Section 1: Introduction

Broadway shows are legendary for their high production value, popularity, and ability to showcase the talents of many artists over long periods of time. The more popular a Broadway show, the more people are likely to come and the more money it is likely to make. The data set I will be investigating contains points about Broadways shows grouped over week long periods, going back to the 1990s. Only shows that reported their capacity were included in this dataset. The data comes from the Broadway League, which is a national trade association for the Broadway industry. As it is provided by an official and national organization, I trust it as a source. Therefore, I will perform an analysis of this Broadway data with the assumption that it is reliable and accurate. The dataset contains 31, 296 rows and 12 columns. Each row of the data represents the data from a particular Broadway show over an isolated week-long period. Each column is a different variable that provides some description of the Broadway show or the performance. Together, these variables provide a detailed description of what a successful Broadway show may look like.

Section 2: The Goal

This analysis explores the relationship between the type of show and the percentage of the theater that was filled during the week, as well as the type of show and the percentage of the gross potential the show met during the week. Type of show is a categorical variable, separated into “musical,” “play,” and “special.” The show’s capacity that was met is a numeric variable, measured by the percent of the theater that was full, and has a practical minimum of 0 and maximum of 100. The gross potential of the show that was met is a numeric variable as well, measured by dividing the gross income of the show for a week by the potential gross income the show could have made. This variable is presented as a percentage, with a practical minimum of 0 and maximum of 100. These relational questions are of particular interest because they give key insight into how successful a Broadway show may be, what factors demonstrate success, and how that relates to what kind of show it is. A high percentage of gross potential met and a high percentage of the theater being filled are indicators that a show is successful, and those variables may be related to whether the show is a “musical,” “play,” or “special.” A theater company may want to know this during their selection of what shows they want to book, as they would want to know what capacity demands may be made and how much potential a show has to bring them money. An artist may want to know this when deciding what they want to write or perform in so that they can maximize their exposure and their potential to make money. The executives of a Broadway show may want to look at these statistics for several reasons. They may use them to decide whether better advertising efforts are needed if there is low potential gross being met, or whether they need to look at different theaters depending on how often full capacity is met.

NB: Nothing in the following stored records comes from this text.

//! JWT 인증 미들웨어
//!
//! ActixWeb 요청 파이프라인에서 Auth0 토큰을 검증하고 사용자 정보를 추출합니다.

use std::future::{ready, Ready};
use std::rc::Rc;

use actix_web::{
    body::EitherBody,
    dev::{Service, ServiceRequest, ServiceResponse, Transform},
    Error, Result,
};

use crate::domain::auth::authentication_request::{AuthMode, RequiredPermission};
use crate::middlewares::auth_inner::AuthMiddlewareService;

/// JWT 인증 미들웨어
pub struct AuthMiddleware {
    /// 인증 모드 (Required/Optional)
    mode: AuthMode,
    /// 접근에 필요한 권한 (선택사항)
    required_permission: Option<RequiredPermission>,
}

impl AuthMiddleware {
    /// 새로운 인증 미들웨어 생성
    pub fn new(mode: AuthMode) -> Self {
        Self {
            mode,
            required_permission: None,
        }
    }

    /// 권한 요구사항이 있는 인증 미들웨어 생성
    pub fn new_with_permission(mode: AuthMode, required_permission: RequiredPermission) -> Self {
        Self {
            mode,
            required_permission: Some(required_permission),
        }
    }

    /// 필수 인증 미들웨어 생성
    pub fn required() -> Self {
        Self::new(AuthMode::Required)
    }

    /// 선택적 인증 미들웨어 생성
    pub fn optional() -> Self {
        Self::new(AuthMode::Optional)
    }

    /// 특정 권한 요구 인증 미들웨어 생성
    pub fn required_with_permission(permission: &str) -> Self {
        Self::new_with_permission(
            AuthMode::Required,
            RequiredPermission::Single(permission.to_string()),
        )
    }

    /// 복수 권한 중 하나 요구 인증 미들웨어 생성
    pub fn required_with_any(permissions: Vec<&str>) -> Self {
        let permission_strings: Vec<String> =
            permissions.into_iter().map(|s| s.to_string()).collect();
        Self::new_with_permission(
            AuthMode::Required,
            RequiredPermission::Any(permission_strings),
        )
    }
}

/// ActixWeb Transform trait 구현
impl<S, B> Transform<S, ServiceRequest> for AuthMiddleware
where
    S: Service<ServiceRequest, Response = ServiceResponse<B>, Error = Error> + 'static,
    S::Future: 'static,
    B: 'static,
{
    type Response = ServiceResponse<EitherBody<B>>;
    type Error = Error;
    type Transform = AuthMiddlewareService<S>;
    type InitError = ();
    type Future = Ready<Result<Self::Transform, Self::InitError>>;

    fn new_transform(&self, service: S) -> Self::Future {
        ready(Ok(AuthMiddlewareService {
            service: Rc::new(service),
            mode: self.mode.clone(),
            required_permission: self.required_permission.clone(),
        }))
    }
}

#[cfg(test)]
mod tests {
    use super::*;

    #[test]
    fn test_required_permission_single() {
        let required = RequiredPermission::Single("post:drinks".to_string());
        let barista = vec!["get:drinks-detail".to_string(), "post:drinks".to_string()];
        let customer = vec!["get:drinks".to_string()];

        assert!(required.is_satisfied(&barista));
        assert!(!required.is_satisfied(&customer));
    }

    #[test]
    fn test_required_permission_any() {
        let required = RequiredPermission::Any(vec![
            "patch:drinks".to_string(),
            "delete:drinks".to_string(),
        ]);
        let manager = vec!["patch:drinks".to_string(), "get:drinks".to_string()];
        let customer = vec!["get:drinks".to_string()];

        assert!(required.is_satisfied(&manager));
        assert!(!required.is_satisfied(&customer));
    }

    #[test]
    fn test_required_permission_empty_grants() {
        let required = RequiredPermission::Single("post:drinks".to_string());
        assert!(!required.is_satisfied(&[]));
    }
}
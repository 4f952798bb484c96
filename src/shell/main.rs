use leave_management::shell::{app_state, config::Config, http::router};
use tracing_subscriber::{EnvFilter, fmt};

#[tokio::main]
async fn main() -> anyhow::Result<()> {
    fmt().with_env_filter(EnvFilter::from_default_env()).init();

    let config = Config::from_env()?;
    let state = app_state(config.seed_demo_data).await?;
    let app = router(state);

    tracing::info!(addr = %config.http_addr, seeded = config.seed_demo_data, "leave service listening");
    let listener = tokio::net::TcpListener::bind(config.http_addr).await?;
    axum::serve(listener, app).await?;
    Ok(())
}
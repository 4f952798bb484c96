// Pure decision function for cancellation.
//
// Only the requester may cancel, and only while the request is Pending.
// Approved requests stay approved, so the ledger never needs a credit here.

use crate::modules::leave::core::decision::DecideError;
use crate::modules::leave::core::events::{
    LeaveRequestEvent, v1::leave_request_cancelled::LeaveRequestCancelledV1,
};
use crate::modules::leave::core::request::LeaveStatus;
use crate::modules::leave::core::state::LeaveRequestState;
use crate::modules::leave::use_cases::cancel_leave_request::command::CancelLeaveRequest;

pub fn decide_cancel(
    state: &LeaveRequestState,
    command: CancelLeaveRequest,
) -> Result<Vec<LeaveRequestEvent>, DecideError> {
    let Some(request) = state.request() else {
        return Err(DecideError::NotFound(command.request_id));
    };
    if request.employee_id != command.requester_id {
        return Err(DecideError::Unauthorized {
            actor: command.requester_id,
            requester: request.employee_id.clone(),
        });
    }
    if request.status != LeaveStatus::Pending {
        return Err(DecideError::NotPending { status: request.status });
    }
    Ok(vec![LeaveRequestEvent::LeaveRequestCancelledV1(
        LeaveRequestCancelledV1 {
            request_id: command.request_id,
            cancelled_by: command.requester_id,
            cancelled_at: command.cancelled_at,
        },
    )])
}
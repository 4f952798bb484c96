// Root event enumeration for leave requests and re-exports of versioned payloads.
//
// Versioning and evolution
// - Prefer additive changes. If a breaking change is needed, add a new version and a new variant.
// - Do not change the meaning of historical events.

pub mod v1 {
    pub mod leave_request_approved;
    pub mod leave_request_cancelled;
    pub mod leave_request_rejected;
    pub mod leave_request_submitted;
}

#[derive(Debug, Clone, serde::Serialize, serde::Deserialize, PartialEq, Eq)]
#[serde(tag = "type")]
pub enum LeaveRequestEvent {
    LeaveRequestSubmittedV1(v1::leave_request_submitted::LeaveRequestSubmittedV1),
    LeaveRequestApprovedV1(v1::leave_request_approved::LeaveRequestApprovedV1),
    LeaveRequestRejectedV1(v1::leave_request_rejected::LeaveRequestRejectedV1),
    LeaveRequestCancelledV1(v1::leave_request_cancelled::LeaveRequestCancelledV1),
}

Section 3: Theater Capacity

We start by graphing the extent to which a theather’s capacity was met, or what percentage of the theater that was filled. This is a numeric variable, in units of percent, and provides insight into how much of the audience was full for a particular week of the show. When a higher capacity is met, it indicates that there are more seats taken than available, which may give insight into how successful the show is advertised or how it is held in the public eye. Figure 3.1 and Figure 3.2 show that there are several outliers within this data that go over a capacity of 100%. This does not mean that the data is unreliable, but rather there was likely some input error on the part of the researcher. This might have been that instead of the percent that the theater was full, they put the actual number of people present, or something of that nature. Therefore, I included two additional graphs, Figure 3.3 and Figure 3.4, where the x-axis is limited to a maximum theater capacity of 100%. Figure 3.1 and 3.3 are frequency polgygons, which demonstrate that the majority of the Broadway show percent capacity data are towards a higher capacity than 50%. Figures 3.2 and 3.4 are histograms that similarly demonstrate this trend.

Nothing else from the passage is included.